INSTRUCTIONS TO FOLLOW: Retype the material exactly, ending with the line containing "piece of a path".

PROVIDED RECORDS:

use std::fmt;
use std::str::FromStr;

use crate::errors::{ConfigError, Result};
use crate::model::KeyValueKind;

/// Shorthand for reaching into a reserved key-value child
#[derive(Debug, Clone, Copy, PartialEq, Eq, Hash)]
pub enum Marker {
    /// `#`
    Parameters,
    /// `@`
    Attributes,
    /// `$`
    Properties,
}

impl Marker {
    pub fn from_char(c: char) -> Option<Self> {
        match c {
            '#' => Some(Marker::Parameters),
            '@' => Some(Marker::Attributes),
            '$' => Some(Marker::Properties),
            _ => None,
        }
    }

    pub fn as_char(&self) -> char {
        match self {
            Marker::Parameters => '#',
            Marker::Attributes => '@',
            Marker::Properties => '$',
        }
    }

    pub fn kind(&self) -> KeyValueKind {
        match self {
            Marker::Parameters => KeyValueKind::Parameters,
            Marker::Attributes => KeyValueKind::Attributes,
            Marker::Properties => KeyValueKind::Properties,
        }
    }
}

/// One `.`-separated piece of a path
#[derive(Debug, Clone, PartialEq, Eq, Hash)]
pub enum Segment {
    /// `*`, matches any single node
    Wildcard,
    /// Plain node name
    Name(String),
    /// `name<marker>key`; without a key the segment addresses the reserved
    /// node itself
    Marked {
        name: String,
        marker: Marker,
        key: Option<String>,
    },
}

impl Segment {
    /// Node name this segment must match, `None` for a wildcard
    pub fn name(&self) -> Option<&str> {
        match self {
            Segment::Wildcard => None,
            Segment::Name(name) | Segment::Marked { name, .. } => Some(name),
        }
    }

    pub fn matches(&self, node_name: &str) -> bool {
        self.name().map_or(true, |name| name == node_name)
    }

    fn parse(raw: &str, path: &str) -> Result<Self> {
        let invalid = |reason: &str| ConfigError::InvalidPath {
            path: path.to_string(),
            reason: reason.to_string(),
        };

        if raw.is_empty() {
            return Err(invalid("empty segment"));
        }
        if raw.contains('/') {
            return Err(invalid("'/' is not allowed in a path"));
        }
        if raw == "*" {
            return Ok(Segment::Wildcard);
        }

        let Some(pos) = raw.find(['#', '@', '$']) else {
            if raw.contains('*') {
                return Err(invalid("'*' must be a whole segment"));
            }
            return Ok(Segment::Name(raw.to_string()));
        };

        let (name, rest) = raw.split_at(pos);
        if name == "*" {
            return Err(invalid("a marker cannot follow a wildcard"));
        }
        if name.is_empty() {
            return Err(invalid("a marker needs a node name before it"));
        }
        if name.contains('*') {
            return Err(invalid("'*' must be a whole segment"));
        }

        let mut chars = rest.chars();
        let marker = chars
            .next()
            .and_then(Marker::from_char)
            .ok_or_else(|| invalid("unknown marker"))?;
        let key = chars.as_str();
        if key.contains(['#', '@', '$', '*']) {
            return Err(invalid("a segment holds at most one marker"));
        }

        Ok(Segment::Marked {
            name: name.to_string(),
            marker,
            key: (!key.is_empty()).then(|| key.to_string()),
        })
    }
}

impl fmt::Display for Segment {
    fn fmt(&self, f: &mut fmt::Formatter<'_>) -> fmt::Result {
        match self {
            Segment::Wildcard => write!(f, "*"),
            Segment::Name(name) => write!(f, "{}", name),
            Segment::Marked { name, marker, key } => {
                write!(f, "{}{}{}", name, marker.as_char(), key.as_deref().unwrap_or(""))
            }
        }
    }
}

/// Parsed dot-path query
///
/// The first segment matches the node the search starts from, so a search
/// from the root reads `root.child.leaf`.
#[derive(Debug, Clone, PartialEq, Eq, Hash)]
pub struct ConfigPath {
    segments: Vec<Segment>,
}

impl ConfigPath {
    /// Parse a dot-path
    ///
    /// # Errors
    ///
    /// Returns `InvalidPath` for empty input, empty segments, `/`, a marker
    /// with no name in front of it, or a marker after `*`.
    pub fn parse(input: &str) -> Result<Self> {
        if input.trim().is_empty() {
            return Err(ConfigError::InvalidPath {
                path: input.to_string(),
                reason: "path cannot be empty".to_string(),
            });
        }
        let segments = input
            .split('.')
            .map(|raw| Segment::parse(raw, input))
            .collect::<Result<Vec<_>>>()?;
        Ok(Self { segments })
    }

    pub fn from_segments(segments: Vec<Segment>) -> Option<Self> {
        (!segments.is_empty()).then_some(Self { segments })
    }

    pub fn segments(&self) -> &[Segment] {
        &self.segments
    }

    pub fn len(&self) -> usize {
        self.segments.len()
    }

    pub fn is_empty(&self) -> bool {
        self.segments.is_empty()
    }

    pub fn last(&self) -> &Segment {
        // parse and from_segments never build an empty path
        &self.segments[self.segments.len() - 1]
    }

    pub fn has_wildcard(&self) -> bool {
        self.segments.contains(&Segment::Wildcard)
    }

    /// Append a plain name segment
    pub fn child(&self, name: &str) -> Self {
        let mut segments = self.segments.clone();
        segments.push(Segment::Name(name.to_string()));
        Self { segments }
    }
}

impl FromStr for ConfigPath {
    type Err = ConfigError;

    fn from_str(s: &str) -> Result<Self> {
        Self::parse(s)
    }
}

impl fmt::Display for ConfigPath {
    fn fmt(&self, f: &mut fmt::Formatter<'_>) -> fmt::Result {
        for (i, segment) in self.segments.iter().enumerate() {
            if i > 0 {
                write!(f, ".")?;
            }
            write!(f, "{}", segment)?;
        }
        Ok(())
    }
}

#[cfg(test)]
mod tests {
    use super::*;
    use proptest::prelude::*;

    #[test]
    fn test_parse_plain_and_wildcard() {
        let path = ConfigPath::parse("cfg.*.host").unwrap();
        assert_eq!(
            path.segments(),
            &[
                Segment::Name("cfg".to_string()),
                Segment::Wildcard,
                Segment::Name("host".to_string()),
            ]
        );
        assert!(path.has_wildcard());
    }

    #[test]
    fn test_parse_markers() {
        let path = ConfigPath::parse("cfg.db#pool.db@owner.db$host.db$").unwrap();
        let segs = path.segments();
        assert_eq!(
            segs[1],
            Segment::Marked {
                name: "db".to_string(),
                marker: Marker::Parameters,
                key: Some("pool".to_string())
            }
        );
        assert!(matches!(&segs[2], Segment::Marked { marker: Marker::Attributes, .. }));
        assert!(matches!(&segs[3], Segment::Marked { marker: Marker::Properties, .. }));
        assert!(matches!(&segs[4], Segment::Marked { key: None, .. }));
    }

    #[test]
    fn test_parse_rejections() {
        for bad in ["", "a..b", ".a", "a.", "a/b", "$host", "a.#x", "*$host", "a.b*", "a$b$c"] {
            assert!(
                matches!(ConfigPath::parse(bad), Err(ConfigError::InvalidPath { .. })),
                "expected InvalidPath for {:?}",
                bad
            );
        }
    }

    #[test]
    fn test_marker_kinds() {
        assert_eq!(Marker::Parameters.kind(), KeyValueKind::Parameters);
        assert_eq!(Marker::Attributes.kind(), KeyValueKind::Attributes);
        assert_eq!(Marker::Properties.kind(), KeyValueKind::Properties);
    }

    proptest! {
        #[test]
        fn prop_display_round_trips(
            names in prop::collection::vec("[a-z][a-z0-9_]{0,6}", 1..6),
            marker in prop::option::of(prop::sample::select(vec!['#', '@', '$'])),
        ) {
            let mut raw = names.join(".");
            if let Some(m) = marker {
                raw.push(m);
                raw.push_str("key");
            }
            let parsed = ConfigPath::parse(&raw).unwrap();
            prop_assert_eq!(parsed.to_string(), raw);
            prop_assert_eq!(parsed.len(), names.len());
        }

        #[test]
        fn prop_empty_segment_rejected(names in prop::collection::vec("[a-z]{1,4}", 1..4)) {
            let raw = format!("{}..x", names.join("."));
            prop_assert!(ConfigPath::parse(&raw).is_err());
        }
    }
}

RESULT FOR THIS TASK:
use std::fmt;
use std::str::FromStr;

use crate::errors::{ConfigError, Result};
use crate::model::KeyValueKind;

/// Shorthand for reaching into a reserved key-value child
#[derive(Debug, Clone, Copy, PartialEq, Eq, Hash)]
pub enum Marker {
    /// `#`
    Parameters,
    /// `@`
    Attributes,
    /// `$`
    Properties,
}

impl Marker {
    pub fn from_char(c: char) -> Option<Self> {
        match c {
            '#' => Some(Marker::Parameters),
            '@' => Some(Marker::Attributes),
            '$' => Some(Marker::Properties),
            _ => None,
        }
    }

    pub fn as_char(&self) -> char {
        match self {
            Marker::Parameters => '#',
            Marker::Attributes => '@',
            Marker::Properties => '$',
        }
    }

    pub fn kind(&self) -> KeyValueKind {
        match self {
            Marker::Parameters => KeyValueKind::Parameters,
            Marker::Attributes => KeyValueKind::Attributes,
            Marker::Properties => KeyValueKind::Properties,
        }
    }
}

/// One `.`-separated piece of a path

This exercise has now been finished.